Data exploration and visualization for the soil metagenomes (DP1.10107.001) NEON study¶

This notebook explores how soil pH changes with time for the 47 sites part of the NEON study. It also examines how the average water_content changes by season for each site.

In [1]:
# Load essential libraries
library(jsonlite, warn.conflicts=FALSE)
library(dplyr, warn.conflicts=FALSE)
library(tidyr, warn.conflicts=FALSE)
library(ggplot2, warn.conflicts=FALSE)
library(forcats, warn.conflicts=FALSE)
library(lubridate, warn.conflicts=FALSE)
if (!require('maps', quiet = TRUE)) install.packages('maps', quiet = TRUE); library('maps', warn.conflicts=FALSE)

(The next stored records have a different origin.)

use std::collections::VecDeque;
use std::sync::Mutex;

use tokio::sync::mpsc::{channel, Receiver, Sender};
use tokio::sync::Mutex as AsyncMutex;

/// A FIFO shared between many producers and a consuming worker.
///
/// The backing list is guarded by a mutex; liveness comes from a 1-slot
/// signal channel used as a level trigger. At every quiescent point the
/// channel holds exactly one token iff the queue is non-empty, so a blocked
/// `get` wakes as soon as an item arrives and consumers re-arm the signal
/// for each other.
pub struct DeployQueue<T> {
    items: Mutex<VecDeque<T>>,
    found_tx: Sender<()>,
    found_rx: AsyncMutex<Receiver<()>>,
}

impl<T> Default for DeployQueue<T> {
    fn default() -> Self {
        Self::new()
    }
}

impl<T> DeployQueue<T> {
    pub fn new() -> Self {
        let (found_tx, found_rx) = channel(1);
        DeployQueue {
            items: Mutex::new(VecDeque::new()),
            found_tx,
            found_rx: AsyncMutex::new(found_rx),
        }
    }

    pub fn len(&self) -> usize {
        self.items.lock().unwrap().len()
    }

    pub fn is_empty(&self) -> bool {
        self.len() == 0
    }

    /// Append an item, signalling on the empty -> non-empty transition.
    pub fn add(&self, r: T) {
        let items = &mut *self.items.lock().unwrap();
        items.push_back(r);
        if items.len() == 1 {
            self.signal();
        }
    }

    /// Prepend an item so it is dequeued next.
    pub fn insert(&self, r: T) {
        let items = &mut *self.items.lock().unwrap();
        items.push_front(r);
        if items.len() == 1 {
            self.signal();
        }
    }

    /// Block until the queue is non-empty, then pop the head.
    pub async fn get(&self) -> T {
        let mut rx = self.found_rx.lock().await;
        // a token is posted for every empty -> non-empty transition;
        // the senders live in self so recv cannot yield None
        rx.recv().await.expect("queue signal channel closed");
        let items = &mut *self.items.lock().unwrap();
        let head = items.pop_front().expect("signalled queue was empty");
        if !items.is_empty() {
            self.signal();
        }
        head
    }

    /// Remove and return every queued item matching `cmp(probe, item)`.
    ///
    /// Items that do not match stay queued in their original order.
    pub async fn filter<C>(&self, probe: &T, cmp: C) -> Vec<T>
    where
        C: Fn(&T, &T) -> bool,
    {
        self.filter_until(probe, cmp, |_: &T, _: &T| false).await
    }

    /// Like `filter`, but the scan terminates early before the first
    /// retained successor for which `stop(probe, next)` holds. This lets a
    /// caller coalesce a run of compatible requests without reordering them
    /// past an incompatible one.
    pub async fn filter_until<C, S>(&self, probe: &T, cmp: C, stop: S) -> Vec<T>
    where
        C: Fn(&T, &T) -> bool,
        S: Fn(&T, &T) -> bool,
    {
        let mut rx = self.found_rx.lock().await;
        let items = &mut *self.items.lock().unwrap();
        let mut taken = Vec::new();
        if items.is_empty() {
            return taken;
        }
        // take the level trigger while the list is mutated
        let _ = rx.try_recv();

        let mut kept = VecDeque::with_capacity(items.len());
        let mut halted = false;
        while let Some(item) = items.pop_front() {
            if halted {
                kept.push_back(item);
                continue;
            }
            if cmp(probe, &item) {
                taken.push(item);
            } else {
                kept.push_back(item);
            }
            if let Some(next) = items.front() {
                if stop(probe, next) {
                    halted = true;
                }
            }
        }
        *items = kept;
        if !items.is_empty() {
            self.signal();
        }
        taken
    }

    fn signal(&self) {
        let mut tx = self.found_tx.clone();
        let _ = tx.try_send(());
    }
}

impl<T: Clone> DeployQueue<T> {
    /// Snapshot copy of the queued items.
    pub fn dumps(&self) -> Vec<T> {
        self.items.lock().unwrap().iter().cloned().collect()
    }
}

#[cfg(test)]
mod tests {
    use super::*;
    use std::sync::Arc;
    use std::time::Duration;

    #[derive(Clone, Debug, PartialEq)]
    struct Req {
        name: String,
        partition: String,
    }

    fn req(x: usize) -> Req {
        Req {
            name: format!("r-{:05}", x),
            partition: "p1".into(),
        }
    }

    #[tokio::test]
    async fn add_then_len() {
        let dq = DeployQueue::new();
        for i in 0..100 {
            dq.add(req(i));
        }
        assert_eq!(dq.len(), 100);
    }

    #[tokio::test]
    async fn get_returns_fifo_order() {
        let dq = DeployQueue::new();
        for i in 0..10 {
            dq.add(req(i));
        }
        for i in 0..10 {
            assert_eq!(dq.get().await, req(i));
        }
        assert!(dq.is_empty());
    }

    #[tokio::test]
    async fn insert_goes_to_head() {
        let dq = DeployQueue::new();
        dq.add(req(1));
        dq.add(req(2));
        dq.insert(req(0));
        assert_eq!(dq.get().await, req(0));
        assert_eq!(dq.get().await, req(1));
    }

    #[tokio::test]
    async fn dumps_is_a_snapshot() {
        let dq = DeployQueue::new();
        for i in 0..10 {
            dq.add(req(i));
        }
        let dumped = dq.dumps();
        assert_eq!(dumped.len(), 10);
        assert_eq!(dq.len(), 10);
        assert_eq!(dumped[3], req(3));
    }

    #[tokio::test]
    async fn get_blocks_until_add() {
        let dq = Arc::new(DeployQueue::new());
        let consumer = dq.clone();
        let handle = tokio::spawn(async move { consumer.get().await });
        tokio::time::delay_for(Duration::from_millis(10)).await;
        dq.add(req(7));
        assert_eq!(handle.await.unwrap(), req(7));
    }

    #[tokio::test]
    async fn concurrent_producers_single_consumer() {
        let dq = Arc::new(DeployQueue::new());
        for chunk in 0..3 {
            let q = dq.clone();
            tokio::spawn(async move {
                for i in (chunk * 200)..((chunk + 1) * 200) {
                    q.add(req(i));
                }
            });
        }
        let mut total = Vec::with_capacity(600);
        for _ in 0..600 {
            total.push(dq.get().await);
        }
        assert_eq!(total.len(), 600);
        assert!(dq.is_empty());
    }

    #[tokio::test]
    async fn filter_on_empty_queue_is_a_noop() {
        let dq: DeployQueue<Req> = DeployQueue::new();
        let fs = dq.filter(&req(0), |a, b| a == b).await;
        assert!(fs.is_empty());
    }

    #[tokio::test]
    async fn filter_removes_matches_and_keeps_order() {
        let dq = DeployQueue::new();
        dq.add(req(0));
        let fs = dq.filter(&req(0), |a, b| a == b).await;
        assert_eq!(fs.len(), 1);
        assert_eq!(dq.len(), 0);

        for i in 0..10 {
            dq.add(req(i));
        }
        let fs = dq.filter(&req(0), |a, b| a == b).await;
        assert_eq!(fs.len(), 1);
        // queue still works and yields the next head
        assert_eq!(dq.get().await, req(1));
    }

    #[tokio::test]
    async fn filter_until_stops_at_barrier() {
        let dq = DeployQueue::new();
        dq.add(req(1));
        dq.add(req(3));
        dq.add(req(5)); // barrier
        dq.add(req(3));
        let probe = req(3);
        let fs = dq
            .filter_until(&probe, |a, b| a.name == b.name, |_, next| next.name == "r-00005")
            .await;
        // only the run before the barrier is coalesced
        assert_eq!(fs.len(), 1);
        assert_eq!(dq.len(), 3);
        assert_eq!(dq.get().await, req(1));
        assert_eq!(dq.get().await, req(5));
        assert_eq!(dq.get().await, req(3));
    }

    #[tokio::test]
    async fn signal_survives_filter_mutation() {
        let dq = Arc::new(DeployQueue::new());
        for i in 0..4 {
            dq.add(req(i));
        }
        let _ = dq.filter(&req(1), |a, b| a == b).await;
        // remaining items must still be consumable without a fresh add
        assert_eq!(dq.get().await, req(0));
        assert_eq!(dq.get().await, req(2));
        assert_eq!(dq.get().await, req(3));
    }
}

Get study IDs associated with NEON sites using NMDC runtime API¶

Using R's jsonlite package and the NMDC studies find endpoint, we can get the NMDC study ID to filter by. More information regarding the API can be found here

In [2]:
base_url = "https://api.microbiomedata.org"
url = paste0(base_url, "/studies?filter=name.search%3ANational%20Ecological%20Observatory%20Network&per_page=50")

response = fromJSON(url)
study_ids = response[["results"]][["id"]]
print(study_ids)
[1] "nmdc:sty-11-34xj1150" "nmdc:sty-11-hht5sb92" "nmdc:sty-11-pzmd0x14"

Using the study ids, pull out bio sample IDs¶

Note that we are pulling 2000 records at a time until we have retrieved all biosamples for the three study ids above, place the data retrieved for each bio sample into a tibble.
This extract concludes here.